World said it will reduce the daily unlock rate of its WLD token by 43 percent starting July 24, 2026.
The project said on Friday that the change will apply to community, investor, and team allocations under its existing unlock schedules.
The update from World comes as WLD trades near $0.28 after a small rebound, while on-chain and market data show mixed signals around supply, momentum, and exchange flows.
Unlock pace will slow from July 24
World said the new schedule will lower the total daily unlock rate from about 5.1 million WLD to about 2.9 million WLD tokens. The project added that tokens will continue to unlock each day in a linear manner and that there will be no unlock cliff. That keeps the current structure in place while reducing the amount of new supply entering the market each day.
Community-owned tokens will see the sharpest reduction. Their daily unlock pace will fall by 50 percent, from 3.2 million WLD per day to 1.6 million WLD per day. Investor and team allocations will also slow, with their daily unlock rate dropping by 32 percent from 1.9 million WLD to 1.3 million WLD per day.
”At launch on July 24, 2023, 500 million WLD from the World Community allocation were unlocked,” noted World, in a statement. ”The remaining 9.5 billion tokens were made subject to continuous daily unlock schedules, with the final tranche unlocking 15 years from the launch date.”
As of April 10, 2026, World said 4.9 billion WLD tokens had already been unlocked, equal to 49 percent of the total 10 billion supply. Out of that amount, 3.3 billion tokens were already in circulation.
The project said its total supply was allocated across four stakeholder groups, with 75 percent assigned to the World Community and the remaining 25 percent split across the team, TFH investors, and a small TFH reserve.
WLD price analysis
WLD traded near $0.278 at press time, with daily trading volume above $114 million. The token was also up 4 percent over the past 24 hours and 3 percent over the past seven days, according to CoinGecko data. The market cap stood at roughly $900 million at the time of the update.
Although that was a short-term movement, the overall trend on the daily chart remained a downward trend. Price had recovered between the $0.25 and $0.26 range to about the 0.278 range, though the trend was more indicative of stabilization than a complete reversal.
The technical indicators also showed a modest recovery. The RSI stood near 45, which showed momentum had improved from weaker levels but was still below the 50 mark. That suggested buying strength had improved but remained limited on the daily timeframe.
MACD data pointed in the same direction. The MACD line was rising and the histogram had turned slightly positive, which suggested bearish momentum was fading.
Even so, the indicator remained close to neutral, which kept the signal in the range of a relief bounce rather than a confirmed breakout.
Flows and derivatives stay mixed
Coinglass data showed an increase in both trading activity and derivatives positioning. Volume rose more than 50 percent to about $292 million, while open interest climbed nearly 8 percent to about $180.5 million.
That showed traders were becoming more active as the token reacted to the latest supply update and short-term market conditions.

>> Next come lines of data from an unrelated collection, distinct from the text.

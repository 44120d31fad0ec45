pub mod registry;
pub mod scanner;
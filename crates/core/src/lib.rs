pub mod common;
pub mod config;

pub mod market {
    pub mod entity;
    pub mod error;
}

pub mod structure {
    pub mod entity;
    pub mod error;
    pub mod port;
}

#[cfg(feature = "test-utils")]
pub mod test_utils;
use crate::market::error::DataError;
use chrono::{DateTime, Utc};
use serde::{Deserialize, Serialize};

/// # Summary
/// 单根原始 K 线，分析管线的唯一输入。
///
/// # Invariants
/// - `high` 必须大于或等于 `low`, `open`, `close`。
/// - 同一级别内时间戳严格递增，一经追加不可修改。
#[derive(Debug, Clone, PartialEq, Serialize, Deserialize)]
pub struct Bar {
    // K 线开始时间
    pub time: DateTime<Utc>,
    // 开盘价
    pub open: f64,
    // 最高价
    pub high: f64,
    // 最低价
    pub low: f64,
    // 收盘价
    pub close: f64,
    // 成交量
    #[serde(default)]
    pub volume: f64,
}

impl Bar {
    pub fn new(
        time: DateTime<Utc>,
        open: f64,
        high: f64,
        low: f64,
        close: f64,
        volume: f64,
    ) -> Self {
        Self {
            time,
            open,
            high,
            low,
            close,
            volume,
        }
    }

    /// # Summary
    /// 校验单根 K 线自身的价格结构。
    ///
    /// # Logic
    /// 1. 所有价格与成交量必须是有限数。
    /// 2. `low <= high`。
    /// 3. 开盘价与收盘价必须落在 `[low, high]` 内。
    ///
    /// # Returns
    /// 合法返回 `Ok(())`，否则返回对应的 `DataError`。
    pub fn validate(&self) -> Result<(), DataError> {
        let fields = [
            ("open", self.open),
            ("high", self.high),
            ("low", self.low),
            ("close", self.close),
            ("volume", self.volume),
        ];
        if let Some(&(field, value)) = fields.iter().find(|(_, v)| !v.is_finite()) {
            return Err(DataError::NonFinite {
                time: self.time,
                field,
                value,
            });
        }
        if self.low > self.high {
            return Err(DataError::InvertedRange {
                time: self.time,
                low: self.low,
                high: self.high,
            });
        }
        let inside = |p: f64| p >= self.low && p <= self.high;
        if !inside(self.open) || !inside(self.close) {
            return Err(DataError::OpenCloseOutOfRange { time: self.time });
        }
        Ok(())
    }

    /// # Summary
    /// 校验该 K 线能否追加在 `previous` 之后。
    ///
    /// # Arguments
    /// * `previous`: 上一根已接受 K 线的时间，首根时为 `None`。
    pub fn validate_after(&self, previous: Option<DateTime<Utc>>) -> Result<(), DataError> {
        self.validate()?;
        match previous {
            Some(prev) if self.time <= prev => Err(DataError::NonMonotonicTime {
                previous: prev,
                time: self.time,
            }),
            _ => Ok(()),
        }
    }
}

#[cfg(test)]
mod tests {
    use super::*;
    use chrono::TimeZone;

    fn at(sec: i64) -> DateTime<Utc> {
        Utc.timestamp_opt(sec, 0).unwrap()
    }

    #[test]
    fn test_validate_rejects_inverted_range() {
        let bar = Bar::new(at(0), 10.0, 9.0, 11.0, 10.0, 1.0);
        assert!(matches!(
            bar.validate(),
            Err(DataError::InvertedRange { .. })
        ));
    }

    #[test]
    fn test_validate_rejects_close_outside_range() {
        let bar = Bar::new(at(0), 10.0, 11.0, 9.0, 12.0, 1.0);
        assert!(matches!(
            bar.validate(),
            Err(DataError::OpenCloseOutOfRange { .. })
        ));
    }

    #[test]
    fn test_validate_after_requires_increasing_time() {
        let bar = Bar::new(at(60), 10.0, 11.0, 9.0, 10.0, 1.0);
        assert!(bar.validate_after(Some(at(0))).is_ok());
        assert!(matches!(
            bar.validate_after(Some(at(60))),
            Err(DataError::NonMonotonicTime { .. })
        ));
    }

    #[test]
    fn test_validate_rejects_nan() {
        let bar = Bar::new(at(0), 10.0, f64::NAN, 9.0, 10.0, 1.0);
        assert!(matches!(bar.validate(), Err(DataError::NonFinite { .. })));
    }
}
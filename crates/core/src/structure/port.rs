use crate::structure::entity::{Direction, Segment, Stroke};
use chrono::{DateTime, Utc};

/// # Summary
/// 波动行为契约：笔与线段的共同抽象，中枢与买卖点构造只依赖该 trait。
///
/// # Invariants
/// - `begin_price` 与 `end_price` 的相对位置与 `direction` 一致。
pub trait Swing {
    fn direction(&self) -> Direction;

    fn begin_price(&self) -> f64;

    fn end_price(&self) -> f64;

    /// 覆盖的起止原始 K 线下标，用于动量度量与跨级别定位。
    fn begin_bar(&self) -> usize;

    fn end_bar(&self) -> usize;

    fn begin_time(&self) -> DateTime<Utc>;

    fn end_time(&self) -> DateTime<Utc>;

    fn is_confirmed(&self) -> bool;

    fn high(&self) -> f64 {
        self.begin_price().max(self.end_price())
    }

    fn low(&self) -> f64 {
        self.begin_price().min(self.end_price())
    }

    /// # Summary
    /// 该波动朝自身方向到达的极值：向上取最高点，向下取最低点。
    fn extreme(&self) -> f64 {
        match self.direction() {
            Direction::Up => self.high(),
            Direction::Down => self.low(),
        }
    }
}

impl Swing for Stroke {
    fn direction(&self) -> Direction {
        self.direction
    }

    fn begin_price(&self) -> f64 {
        self.begin_price
    }

    fn end_price(&self) -> f64 {
        self.end_price
    }

    fn begin_bar(&self) -> usize {
        self.begin_bar
    }

    fn end_bar(&self) -> usize {
        self.end_bar
    }

    fn begin_time(&self) -> DateTime<Utc> {
        self.begin_time
    }

    fn end_time(&self) -> DateTime<Utc> {
        self.end_time
    }

    fn is_confirmed(&self) -> bool {
        self.confirmed
    }
}

impl Swing for Segment {
    fn direction(&self) -> Direction {
        self.direction
    }

    fn begin_price(&self) -> f64 {
        self.begin_price
    }

    fn end_price(&self) -> f64 {
        self.end_price
    }

    fn begin_bar(&self) -> usize {
        self.begin_bar
    }

    fn end_bar(&self) -> usize {
        self.end_bar
    }

    fn begin_time(&self) -> DateTime<Utc> {
        self.begin_time
    }

    fn end_time(&self) -> DateTime<Utc> {
        self.end_time
    }

    fn is_confirmed(&self) -> bool {
        self.confirmed
    }
}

Spot flow data added another layer to the picture. The WLD spot inflow and outflow chart showed a long pattern of net outflows, with red bars appearing more often than green ones over time. That usually means tokens are leaving exchanges rather than moving onto them for immediate sale.
There were still brief inflow periods. On April 10, the chart showed a positive netflow of about $1.27 million. However, those inflows appeared short-lived and did not change the larger pattern.
World expands its AI-linked identity push
The supply update also came as World continued to expand its product focus beyond token economics. The project, which is tied to Sam Altman through Tools for Humanity, has positioned itself around human verification and digital identity.
Its core idea is to build infrastructure that can distinguish real humans from AI-driven activity online.
In March, World introduced the beta version of AgentKit, a developer toolkit linked to that broader goal. The company said the product is meant to verify whether an AI agent is being controlled by a real human.
As we reported, AgentKit is designed to support AI agents as economic participants while connecting them to World ID.
Furthermore, that wider product push keeps WLD tied to both token supply mechanics and the project’s identity-based use case. Nearly one year ago, World sold $135 million worth of WLD to prior backers Andreessen Horowitz and Bain Capital Crypto.
Now the latest change to the unlock schedule puts fresh attention on how the project plans to manage supply while continuing to build around digital identity and AI-related tools.